Evidence for Endosymbiosis

  • Mitochondria and chloroplasts contain their own circular DNA, similar in size and structure to bacterial DNA.
  • Ribosomes in these organelles are similar to bacterial ribosomes and susceptible to antibiotics.
  • Replication of mitochondria and chloroplasts occurs by binary fission, unlike eukaryotic mitosis.

Mitosis in Eukaryotes

  • Mitosis evolved in eukaryotes as a mechanism to ensure the proper segregation of multiple chromosomes during cell division.
  • Prokaryotes typically possess a single DNA molecule, whereas eukaryotes have multiple linear chromosomes.

Protists and Their Diversity

  • Classification of Protists

    • Protists do not form a single monophyletic group; they are paraphyletic.
    • Present in all five recognized eukaryotic supergroups:
    • Excavata
    • SAR (Stramenopiles, Alveolates, Rhizaria)
    • Archaeplastida (includes land plants)
    • Amoebozoa
    • Opisthokonta (includes fungi and animals).

  • Cell Surface Characteristics

    • Varied cell surface structures including plasma membranes and extracellular matrices (ECM).
    • Certain groups like diatoms have silica shells; cysts serve as dormant phases with protective coverings.

  • Locomotion Methods

    • Flagella: one or more whip-like structures.
    • Cilia: shorter, numerous hair-like external structures for movement.
    • Pseudopodia: extendable parts of the cell used primarily by amoebas.

Nutrition in Protists

  • Types of Nutrition
    • Autotrophs: photosynthetic or chemoautotrophic.
    • Heterotrophs: including phagotrophs that ingest particulate food.
    • Mixotrophs: both autotrophic and heterotrophic capabilities.

Reproductive Strategies in Protists

  • Asexual Reproduction

    • Commonly employs various methods, including:
    • Mitosis (producing equal-sized daughter cells).
    • Budding (producing one smaller daughter cell).
    • Schizogony (multiple nuclear divisions followed by cellular division).

  • Sexual Reproduction

    • Some protists reproduce sexually, especially under stress.
    • Involves meiosis to produce haploid gametes allowing genetic recombination.

Protis as a Prelude to Multicellularity

  • Protists demonstrate evolutionary trends from single-celled forms to complex multicellular structures.
  • Key innovations fostering cellular specialization and adaptation.

Excavata Group

  • Consists of diplomonads, parabasalids, and euglenozoans characterized by unique cytoskeletal features and specific DNA profiles.

Specific Examples of Excavata

  • Diplomonads: unicellular, multiple flagella, known for Giardiasis (Giardia duodenalis) affecting intestinal health and lack functional mitochondria.

SAR Group

  • Comprises three major branches:
    • Stramenopiles: includes brown algae and diatoms.
    • Alveolates: includes dinoflagellates and ciliates.
    • Rhizaria: includes foraminifera and cercozoa.

Archaeplastida Group

  • Composed of Rhodophyta (red algae), Chlorophyta (green algae), Charophytes, and land plants, all of which obtained chloroplasts through primary endosymbiosis.

Green Algae

  • Split into Chlorophyta and Charophytes, with Charophytes being the ancestors of land plants.

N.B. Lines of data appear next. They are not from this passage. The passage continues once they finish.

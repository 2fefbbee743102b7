//! Device request signatures
//!
//! Every submission a device makes can be wrapped in a [`SignedRequest`]. The
//! signature covers a domain-separated encoding of the sender, the operation
//! name, the ceremony or session it targets and the JSON body. A request
//! cannot be replayed as another operation, against another ceremony or
//! session, or attributed to another device.

use base64::{engine::general_purpose::STANDARD, Engine};
use ed25519_dalek::{Signature, Signer, SigningKey, Verifier, VerifyingKey};
use rand::{rngs::OsRng, RngCore};
use serde::{Deserialize, Serialize};
use zeroize::Zeroize;

use crate::{Error, ParticipantId, Result};

const REQUEST_DOMAIN: &[u8] = b"tecdsa-ceremony request v1";

/// A request body signed by the submitting device
#[derive(Debug, Clone, Serialize, Deserialize)]
pub struct SignedRequest<T> {
    /// Claimed sender
    pub participant_id: ParticipantId,
    /// Operation name, e.g. `submit_dkg`
    pub operation: String,
    /// Ceremony or session ID the request targets
    pub resource: String,
    /// Request body
    pub body: T,
    /// Base64 ed25519 signature
    pub signature: String,
}

impl<T: Serialize> SignedRequest<T> {
    /// Check the signature against the sender's enrolled verifying key
    pub fn verify(
        &self,
        verifying_key: &[u8; 32],
        expected_operation: &str,
        expected_resource: &str,
    ) -> Result<()> {
        if self.operation != expected_operation {
            return Err(Error::Authorization(format!(
                "Request signed for {} used for {}",
                self.operation, expected_operation
            )));
        }
        if self.resource != expected_resource {
            return Err(Error::Authorization(format!(
                "Request signed for {} used against {}",
                self.resource, expected_resource
            )));
        }

        let key = parse_verifying_key(verifying_key)?;
        let raw = STANDARD
            .decode(&self.signature)
            .map_err(|e| Error::Authorization(format!("Malformed signature encoding: {}", e)))?;
        let signature = Signature::from_slice(&raw)
            .map_err(|e| Error::Authorization(format!("Malformed signature: {}", e)))?;

        let payload =
            signing_payload(&self.participant_id, &self.operation, &self.resource, &self.body)?;
        key.verify(&payload, &signature)
            .map_err(|_| Error::Authorization(format!("Bad signature from {}", self.participant_id)))
    }
}

/// Parse an enrolled ed25519 verifying key
pub fn parse_verifying_key(bytes: &[u8; 32]) -> Result<VerifyingKey> {
    VerifyingKey::from_bytes(bytes)
        .map_err(|e| Error::Authorization(format!("Malformed verifying key: {}", e)))
}

/// Each field is length-prefixed so no two field splits encode alike
fn signing_payload<T: Serialize>(
    participant_id: &str,
    operation: &str,
    resource: &str,
    body: &T,
) -> Result<Vec<u8>> {
    let body = serde_json::to_vec(body)?;
    let mut payload = Vec::with_capacity(
        REQUEST_DOMAIN.len() + participant_id.len() + operation.len() + resource.len() + body.len() + 32,
    );
    payload.extend_from_slice(REQUEST_DOMAIN);
    for field in [participant_id.as_bytes(), operation.as_bytes(), resource.as_bytes(), body.as_slice()] {
        payload.extend_from_slice(&(field.len() as u64).to_le_bytes());
        payload.extend_from_slice(field);
    }
    Ok(payload)
}

/// A device's request-signing key
pub struct DeviceKey {
    signing_key: SigningKey,
}

impl DeviceKey {
    /// Generate a new key
    pub fn random() -> Self {
        let mut seed = [0u8; 32];
        OsRng.fill_bytes(&mut seed);
        let signing_key = SigningKey::from_bytes(&seed);
        seed.zeroize();
        Self { signing_key }
    }

    /// Verifying key published at enrollment
    pub fn verifying_key(&self) -> [u8; 32] {
        self.signing_key.verifying_key().to_bytes()
    }

    /// Sign `body` for `operation` against `resource` on behalf of
    /// `participant_id`
    ///
    /// `resource` is the ceremony or session ID, or empty for requests that
    /// target neither.
    pub fn sign<T: Serialize>(
        &self,
        participant_id: &str,
        operation: &str,
        resource: &str,
        body: T,
    ) -> Result<SignedRequest<T>> {
        let payload = signing_payload(participant_id, operation, resource, &body)?;
        let signature = self.signing_key.sign(&payload);
        Ok(SignedRequest {
            participant_id: participant_id.to_string(),
            operation: operation.to_string(),
            resource: resource.to_string(),
            body,
            signature: STANDARD.encode(signature.to_bytes()),
        })
    }
}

Certain green algal species, such as Chlamydomonas reinhardtii, represent significant models in studies of eukaryotic photosynthesis and multicellularity.

Haplodiplontic Life Cycle

  • Found in some chlorophytes showcasing both gametophyte and sporophyte generations, as seen in species like Ulva lactuca that go through distinct stages in their reproductive life cycles.